What followed was a physical and mental battle. The cough, the fever, the headache, the loss of taste and smell was matched by the reality of having to wait 15 days, in complete isolation, food and drink left outside room in hazmat packaging, internet and tv your best friends, the oximeter and the thermometer your go-to accessories. The experience was not just harrowing, but downright depressing, and frightening, not least because the medical community had no clear handle on what was best practice.

“If your oxygen level falls to 94 on the oximeter, get yourself into our emergency unit,” said the head of the excellent British hospital in Montevideo. “We’ll get you on a ventilator.”

Yet reading, as you would, almost everything on Covid back then in the early days, you learned that the clear majority of folks who went on ventilators in Milan, and Madrid, and New York, then epicentres of the virus, never made it out alive.

“If I come into your hospital, I want it clearly understood : no ventilator for me,” I told the kind fellow at the British Hospital.

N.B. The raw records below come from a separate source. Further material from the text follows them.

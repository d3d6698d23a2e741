use std::fs;
use std::io::{self, BufWriter, Write};
use std::path::{Path, PathBuf};
use std::process::ExitCode;

use clap::{Parser, ValueEnum};
use rtp::media::h264::nal;
use rtp::{Codec, Packetizer, PacketizerConfig, RtpPacket};

#[derive(Clone, Copy, ValueEnum)]
enum CodecArg {
    H264,
    Opus,
    Generic,
}

impl From<CodecArg> for Codec {
    fn from(arg: CodecArg) -> Self {
        match arg {
            CodecArg::H264 => Codec::H264,
            CodecArg::Opus => Codec::Opus,
            CodecArg::Generic => Codec::Generic,
        }
    }
}

#[derive(Parser)]
#[command(
    name = "rtp-packetize",
    about = "Packetize one H.264 access unit or raw frame into RTP packets"
)]
struct Args {
    /// Input file (Annex B access unit for H.264, raw frame otherwise)
    input: PathBuf,

    /// Codec of the input
    #[arg(long, value_enum, default_value = "h264")]
    codec: CodecArg,

    /// Maximum RTP payload size in bytes
    #[arg(long, default_value_t = 1200)]
    mtu: u16,

    /// RTP payload type
    #[arg(long, short = 't', default_value_t = 96)]
    payload_type: u8,

    /// SSRC (random when omitted)
    #[arg(long)]
    ssrc: Option<u32>,

    /// Timestamp advance after the frame, in clock ticks
    #[arg(long, default_value_t = 3000)]
    samples: u32,

    /// Write packets here, each prefixed with a 2-byte length (RFC 4571)
    #[arg(long, short)]
    output: Option<PathBuf>,
}

fn describe(codec: Codec, packet: &RtpPacket) -> String {
    let kind = match codec {
        Codec::H264 => nal::nal_unit_type(packet.payload())
            .map(|(kind, raw)| format!(" {:?}({})", kind, raw))
            .unwrap_or_default(),
        _ => String::new(),
    };
    format!(
        "seq={:<5} ts={:<10} marker={} len={}{}",
        packet.sequence_number(),
        packet.timestamp(),
        packet.marker() as u8,
        packet.payload().len(),
        kind
    )
}

fn write_framed(path: &Path, packets: &[RtpPacket]) -> io::Result<()> {
    let mut out = BufWriter::new(fs::File::create(path)?);
    for packet in packets {
        let bytes = packet.to_bytes();
        let len = u16::try_from(bytes.len())
            .map_err(|_| io::Error::new(io::ErrorKind::InvalidData, "packet exceeds 65535 bytes"))?;
        out.write_all(&len.to_be_bytes())?;
        out.write_all(&bytes)?;
    }
    out.flush()
}

fn main() -> ExitCode {
    tracing_subscriber::fmt::init();

    let args = Args::parse();
    let codec = Codec::from(args.codec);

    let data = match fs::read(&args.input) {
        Ok(data) => data,
        Err(e) => {
            eprintln!("Failed to read {}: {}", args.input.display(), e);
            return ExitCode::FAILURE;
        }
    };

    let mut packetizer = Packetizer::new(
        codec,
        PacketizerConfig {
            payload_type: args.payload_type,
            mtu: args.mtu,
            ssrc: args.ssrc,
            ..PacketizerConfig::default()
        },
    );

    let packets = match packetizer.packetize(&data, args.samples) {
        Ok(packets) => packets,
        Err(e) => {
            eprintln!("Failed to packetize: {}", e);
            return ExitCode::FAILURE;
        }
    };

    println!(
        "{} bytes -> {} packets (ssrc={:#010X}, pt={})",
        data.len(),
        packets.len(),
        packetizer.ssrc(),
        packetizer.payload_type()
    );
    for packet in &packets {
        println!("{}", describe(codec, packet));
    }

    if let Some(path) = &args.output {
        if let Err(e) = write_framed(path, &packets) {
            eprintln!("Failed to write {}: {}", path.display(), e);
            return ExitCode::FAILURE;
        }
    }

    ExitCode::SUCCESS
}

When I heard him prevaricate, I added : “I’m putting it in writing, so there can be no doubt.” I did so the minute the phone conversation ended. Thank goodness, I never had to take him up on his offer of emergency care.

For once, I’m quietly optimistic

Some 20 months later, I caught Covid again, and once more in Uruguay. Celebrating this past Christmas and New Year, with twenty-something children visiting from the United States, we were down by the beach when Omicron caught us, our youngest son going down first, then his Mum and Dad, others in the family miraculously escaping it.

What a contrast two years into this pandemic. And how perhaps we should be recognising, I hesitate yet to use the word celebrate, how far we have come in terms of dealing with this deadly, rotten virus. Because second time around, I sensed, and saw, and experienced our world ready for Covid. And not just because Omicron was different.

This time we knew what to expect. This time we could hear the hacking cough, feel the strong headache, measure the rising temperature, then call in a lateral flow test, see the machine turn colour for positive, and isolate immediately, following up with a PCR swab to make sure. We could read how effective our multiple vaccines might be. We could count the days, five for the United States, seven for Uruguay, till we could return to a slice of living if the symptoms eased, then disappeared as they did. This time the advice from the hospital was so reassuring. “It will run its course, the vaccines you have will help, don’t worry. But keep checking the oximeter.”

In the midst of this, an old friend from the UK called, a dear confrere from war journalism days in the Middle East, hence a man accustomed to danger. “Oh my God, this is your second time with Covid,” he remarked, hinting it was time to lock myself away, his preferred route over the past couple of years. “Please take care of yourself, matey.”

Not for the first time in recent days, I heard an inner voice wanting to shout something from the rooftops. Having had Covid twice, in a part of the world that has suffered brutally from its many consequences, the take-away rests in that department of the bleedin’ obvious, pardon my French. 

We have to learn to live with this virus, not run away from it. And we have to accept risk as part of life, certainly if living is to be worthy of the word. Whatever their failings elsewhere, from my distance it seems the governments of Britain and the United States are showing the way forward on this front.

For once, I’m quietly optimistic, even as I see dire warnings of half of Europeans being infected, or Argentina and Uruguay racking up record numbers, or a beloved daughter returning to a New York city plagued by the virus. We are starting to co-exist with Covid, as we surely must.